公開日 2026年03月09日
港支部は2月18日にTKP田町カンファレンスセンターで総会を開催し、13人が参加した。尹太明支部長の開会挨拶の後、話題提供として2026年度診療報酬改定の最新情報を取り上げた。
期待はずれの改定内容
改定率(本体)は+3・09%で、そのうち前回改定以降の経営悪化を踏まえた緊急対応分が+0・44%、2026年度以降の物価上昇対応分が+0・76%と示されたが、初診料は据え置き、再診料はわずか1点増にとどまった。医療機関の現状に見合わないわずかな引き上げに対して、参加者からは「期待はずれの改定内容だ。上がっている点数は、要件が厳しかったり、特定の医療機関しか算定できないものばかりで、実質マイナス改定だ」「適正化の名の下に、医療機関の経営を苦しくさせているだけだ」「一般開業医に関係のある点数はほとんど上がっていない。政府は診療所を閉院させたいのではないか」等の不満の声が出た。
露骨な政策誘導に不信感
今回の改定では、処方箋様式が変更となるが、変更理由の一つに「リフィル処方箋」の文言を追加することが挙げられている。また、特定疾患療養管理料等、いくつかの管理料を算定するにあたって、リフィル処方箋に対応可能である旨を院内掲示することが求められるようになった。これに対しては、「政府はリフィル処方箋を推進したいのだろうが、実際どの程度リフィル処方箋を発行する医療機関がいるのか疑問だ。リフィル処方箋で薬を長期に処方して患者の体調に異変があったら誰が責任をとることになるのか」と批判的な意見が出た。

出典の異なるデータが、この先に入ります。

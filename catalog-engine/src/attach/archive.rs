//! Archive sub-routine (spec §4.3.1).

use std::collections::HashSet;

use catalog_core::errors::CatalogError;
use catalog_core::types::{ArchiveConstituent, Did, DidKey, DidType};
use catalog_storage::queries::{archive_constituents, associations, dids};
use catalog_storage::CatalogTx;

use super::ChildAttachment;

/// Attach a batch of children to a FILE parent acting as an archive.
/// Returns whether any new constituent link was created (drives the
/// Updated-DID marker in the caller).
pub fn attach_to_archive(
    tx: &mut CatalogTx<'_>,
    parent: &Did,
    children: &[ChildAttachment],
    ignore_duplicate: bool,
    account: &str,
    now: i64,
) -> Result<bool, CatalogError> {
    let archive_key = DidKey::new(parent.scope.clone(), parent.name.clone());

    let existing_links: HashSet<DidKey> = if ignore_duplicate {
        archive_constituents::list_constituents(tx.raw(), &archive_key)?
            .into_iter()
            .map(|c| DidKey::new(c.file_scope, c.file_name))
            .collect()
    } else {
        HashSet::new()
    };

    let mut new_dids = Vec::new();
    let mut constituents = Vec::new();
    let mut need_constituent_flip = Vec::new();
    let mut changed = false;

    for child in children {
        let key = child.key();
        if ignore_duplicate && existing_links.contains(&key) {
            continue;
        }

        match dids::get_did(tx.raw(), &key)? {
            None => {
                let new_did = crate::entity::new_file(
                    key.scope.clone(),
                    key.name.clone(),
                    account,
                    child.bytes,
                    child.adler32.clone(),
                    child.md5.clone(),
                    child.guid.clone(),
                    child.events,
                    true,
                    now,
                    child.extra.clone(),
                );
                constituents.push(ArchiveConstituent {
                    archive_scope: archive_key.scope.clone(),
                    archive_name: archive_key.name.clone(),
                    file_scope: key.scope.clone(),
                    file_name: key.name.clone(),
                    bytes: new_did.bytes,
                    adler32: new_did.adler32.clone(),
                    md5: new_did.md5.clone(),
                    guid: new_did.guid.clone(),
                });
                new_dids.push(new_did);
                changed = true;
            }
            Some(existing) => {
                if existing.did_type != DidType::File {
                    return Err(CatalogError::UnsupportedOperation {
                        scope: key.scope.clone(),
                        name: key.name.clone(),
                        reason: "archive constituent must be a FILE".to_string(),
                    });
                }
                if !existing.constituent {
                    need_constituent_flip.push(key.clone());
                }
                constituents.push(ArchiveConstituent {
                    archive_scope: archive_key.scope.clone(),
                    archive_name: archive_key.name.clone(),
                    file_scope: key.scope.clone(),
                    file_name: key.name.clone(),
                    bytes: existing.bytes,
                    adler32: existing.adler32.clone(),
                    md5: existing.md5.clone(),
                    guid: existing.guid.clone(),
                });
                changed = true;
            }
        }
    }

    dids::bulk_insert_dids(tx.raw(), &new_dids)?;
    for constituent in &constituents {
        archive_constituents::insert_constituent(tx.raw(), constituent)?;
    }
    if !need_constituent_flip.is_empty() {
        dids::mark_constituent(tx.raw(), &need_constituent_flip)?;
    }

    // Propagate is_archive=true to any DATASET/CONTAINER that already
    // contains this archive file (spec §4.3.1: "If the archive's parent
    // datasets exist, propagate is_archive=true to them").
    let parents = associations::list_parents(tx.raw(), &archive_key)?;
    if !parents.is_empty() {
        let parent_keys: Vec<DidKey> = parents
            .into_iter()
            .map(|a| DidKey::new(a.parent_scope, a.parent_name))
            .collect();
        dids::mark_is_archive(tx.raw(), &parent_keys)?;
    }

    Ok(changed)
}
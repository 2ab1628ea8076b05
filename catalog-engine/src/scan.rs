//! Scan / Sharding (spec §4.7).
//!
//! SQLite has no pushdown hash predicate, so both scans always take the
//! client-side stable-hash fallback spec §4.7 describes: `md5(name) mod
//! total_workers`.

use catalog_core::errors::CatalogError;
use catalog_core::traits::RuleEngine;
use catalog_core::types::{DidKey, DidType};
use catalog_storage::queries::dids;
use catalog_storage::CatalogTx;

/// One row of the expired-DID stream (spec §6: `{scope, name, did_type,
/// created_at, purge_replicas}`).
#[derive(Debug, Clone, PartialEq)]
pub struct ExpiredDid {
    pub key: DidKey,
    pub did_type: DidType,
    pub created_at: i64,
    pub purge_replicas: bool,
}

/// Stable shard assignment for a DID name: `md5(name) mod total_workers`.
/// Takes the first 8 bytes of the digest as a big-endian `u64`.
pub fn shard_of(name: &str, total_workers: u64) -> u64 {
    let digest = md5::compute(name.as_bytes());
    let mut buf = [0u8; 8];
    buf.copy_from_slice(&digest.0[0..8]);
    u64::from_be_bytes(buf) % total_workers
}

/// `list_expired_dids(worker, total_workers, limit)` (spec §4.7).
///
/// Ordered by `expired_at` ascending; excludes any DID covered by a
/// `locked=true` rule (spec §8: "list_expired_dids excludes any DID
/// covered by a rule with locked=true").
pub fn list_expired_dids(
    tx: &CatalogTx<'_>,
    worker: u64,
    total_workers: u64,
    limit: i64,
    rule_engine: &dyn RuleEngine,
) -> Result<Vec<ExpiredDid>, CatalogError> {
    let candidates = dids::select_expired_candidates(tx.raw(), limit.max(0).saturating_mul(total_workers.max(1) as i64))?;
    let mut out = Vec::new();
    for (key, did_type, created_at, purge_replicas) in candidates {
        if shard_of(&key.name, total_workers.max(1)) != worker {
            continue;
        }
        if rule_engine.has_locked_rule(&key)? {
            continue;
        }
        out.push(ExpiredDid {
            key,
            did_type,
            created_at,
            purge_replicas,
        });
        if out.len() as i64 >= limit {
            break;
        }
    }
    Ok(out)
}

/// `list_new_dids(did_type, thread, total_threads, chunk_size)` (spec
/// §4.7). No order guarantee, chunked by `chunk_size`.
pub fn list_new_dids(
    tx: &CatalogTx<'_>,
    did_type: DidType,
    thread: u64,
    total_threads: u64,
    chunk_size: i64,
    rule_engine: &dyn RuleEngine,
) -> Result<Vec<DidKey>, CatalogError> {
    let mut out = Vec::new();
    let mut offset = 0i64;
    loop {
        let page = dids::select_new_candidates(tx.raw(), did_type, chunk_size, offset)?;
        if page.is_empty() {
            break;
        }
        offset += page.len() as i64;
        for key in page {
            if shard_of(&key.name, total_threads.max(1)) != thread {
                continue;
            }
            if rule_engine.has_injecting_rule(&key)? {
                continue;
            }
            out.push(key);
        }
        if (out.len() as i64) >= chunk_size {
            break;
        }
    }
    Ok(out)
}
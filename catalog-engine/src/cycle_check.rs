//! Supplementary DAG verification: a Tarjan-SCC pass over the Association
//! subgraph reachable from a root, for tests and audit tooling. The
//! authoritative guard on `attach_dids_to_dids` is the SQL-CTE-based
//! `catalog_storage::queries::graph::would_create_cycle`, checked inline
//! before any edge is inserted; this module re-verifies the result
//! in-memory rather than gating writes.

use std::collections::HashMap;

use catalog_core::errors::CatalogError;
use catalog_core::types::DidKey;
use catalog_storage::queries::{associations, graph};
use catalog_storage::CatalogTx;
use petgraph::graph::{DiGraph, NodeIndex};

/// Any strongly-connected component with more than one member, found by
/// walking the descendants of `root`. An empty result means the subgraph
/// is acyclic.
pub fn verify_no_cycle(tx: &CatalogTx<'_>, root: &DidKey) -> Result<Vec<Vec<DidKey>>, CatalogError> {
    let mut nodes: Vec<DidKey> = graph::recursive_descendants(tx.raw(), root)?
        .into_iter()
        .map(|(key, _)| key)
        .collect();
    nodes.push(root.clone());

    let mut pg: DiGraph<DidKey, ()> = DiGraph::new();
    let mut index_of: HashMap<DidKey, NodeIndex> = HashMap::new();
    for key in &nodes {
        let idx = pg.add_node(key.clone());
        index_of.insert(key.clone(), idx);
    }

    for key in &nodes {
        for child in associations::list_children(tx.raw(), key)? {
            let child_key = DidKey::new(child.child_scope, child.child_name);
            if let (Some(&src), Some(&dst)) = (index_of.get(key), index_of.get(&child_key)) {
                pg.add_edge(src, dst, ());
            }
        }
    }

    let sccs = petgraph::algo::tarjan_scc(&pg);
    Ok(sccs
        .into_iter()
        .filter(|scc| scc.len() > 1)
        .map(|scc| scc.into_iter().map(|idx| pg[idx].clone()).collect())
        .collect())
}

また、一般名処方加算の点数が今回引き下げられたが、これについては「後発医薬品が一定普及したので点数を引き下げたようだが、はしご外しと言わざるを得ない。他の点数でも今後、はしごが外されるのではないか」と診療報酬を政策誘導の道具にすることへの不信感を口にした参加者もいた。
引き続き、診療報酬改定内容を検証し、不合理な点には改善を求めていくことを確認して閉会した。